_PROBLEM DETAILS_
Count every line of the data that includes "inner". State only the number.

_PROVIDED RECORDS_
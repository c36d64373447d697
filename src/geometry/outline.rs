//! Layer outlines and the frame overlap predicates built on them

use crate::model::{Layer, LayerKind};

use super::segment::{segments_intersect, Segment};
use super::transform::RotationTransform;
use super::types::{BoundingBox, Point};

/// Bounds of a layer before rotation is applied
pub fn unrotated_bounds(layer: &Layer) -> BoundingBox {
    match layer.points() {
        Some(points) => BoundingBox::from_points(points.iter().map(|p| p.offset(layer.x, layer.y)))
            .unwrap_or_else(|| BoundingBox::new(layer.x, layer.y, 0.0, 0.0)),
        None => BoundingBox::new(layer.x, layer.y, layer.width, layer.height),
    }
}

fn rotation_of(layer: &Layer) -> RotationTransform {
    RotationTransform::new(layer.angle, unrotated_bounds(layer).center())
}

/// Vertices of the layer's outline in absolute, rotated coordinates.
///
/// Closed shapes return their polygon (rectangles and frames their 4 corners,
/// diamonds and ellipses the 4 edge midpoints); linear and freedraw layers
/// return their polyline.
pub fn layer_outline(layer: &Layer) -> Vec<Point> {
    let rotation = rotation_of(layer);
    if let Some(points) = layer.points() {
        let absolute: Vec<Point> = points.iter().map(|p| p.offset(layer.x, layer.y)).collect();
        return rotation.transform_points(&absolute);
    }

    let bounds = unrotated_bounds(layer);
    let center = bounds.center();
    let vertices = match layer.kind {
        LayerKind::Diamond | LayerKind::Ellipse => vec![
            Point::new(center.x, bounds.y),
            Point::new(bounds.right(), center.y),
            Point::new(center.x, bounds.bottom()),
            Point::new(bounds.x, center.y),
        ],
        _ => bounds.corners().to_vec(),
    };
    rotation.transform_points(&vertices)
}

/// Decompose a layer's outline into line segments
pub fn layer_segments(layer: &Layer) -> Vec<Segment> {
    let outline = layer_outline(layer);
    let mut segments: Vec<Segment> = outline
        .windows(2)
        .map(|pair| Segment::new(pair[0], pair[1]))
        .collect();
    if layer.points().is_none() && outline.len() > 2 {
        segments.push(Segment::new(outline[outline.len() - 1], outline[0]));
    }
    segments
}

/// Axis-aligned bounds of the rotated layer
pub fn layer_bounds(layer: &Layer) -> BoundingBox {
    if layer.points().is_some() {
        return BoundingBox::from_points(layer_outline(layer))
            .unwrap_or_else(|| unrotated_bounds(layer));
    }
    rotation_of(layer).transform_bounds(&unrotated_bounds(layer))
}

/// Union of the bounds of every layer, `None` when there are none
pub fn common_bounds<'a, I>(layers: I) -> Option<BoundingBox>
where
    I: IntoIterator<Item = &'a Layer>,
{
    layers
        .into_iter()
        .map(layer_bounds)
        .reduce(|acc, b| acc.union(&b))
}

/// `inner`'s bounds lie entirely within `outer`'s bounds
pub fn bounds_contained_by(inner: &Layer, outer: &Layer) -> bool {
    layer_bounds(outer).contains_box(&layer_bounds(inner))
}

/// Any outline segment of the layer touches any outline segment of the frame
pub fn layer_intersects_frame(layer: &Layer, frame: &Layer) -> bool {
    let frame_segments = layer_segments(frame);
    let own_segments = layer_segments(layer);
    frame_segments
        .iter()
        .any(|f| own_segments.iter().any(|l| segments_intersect(f, l)))
}

/// The layer is inside the frame, crosses its outline, or encloses it
pub fn overlaps_frame(layer: &Layer, frame: &Layer) -> bool {
    bounds_contained_by(layer, frame)
        || layer_intersects_frame(layer, frame)
        || bounds_contained_by(frame, layer)
}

_TASK SOLUTION_
3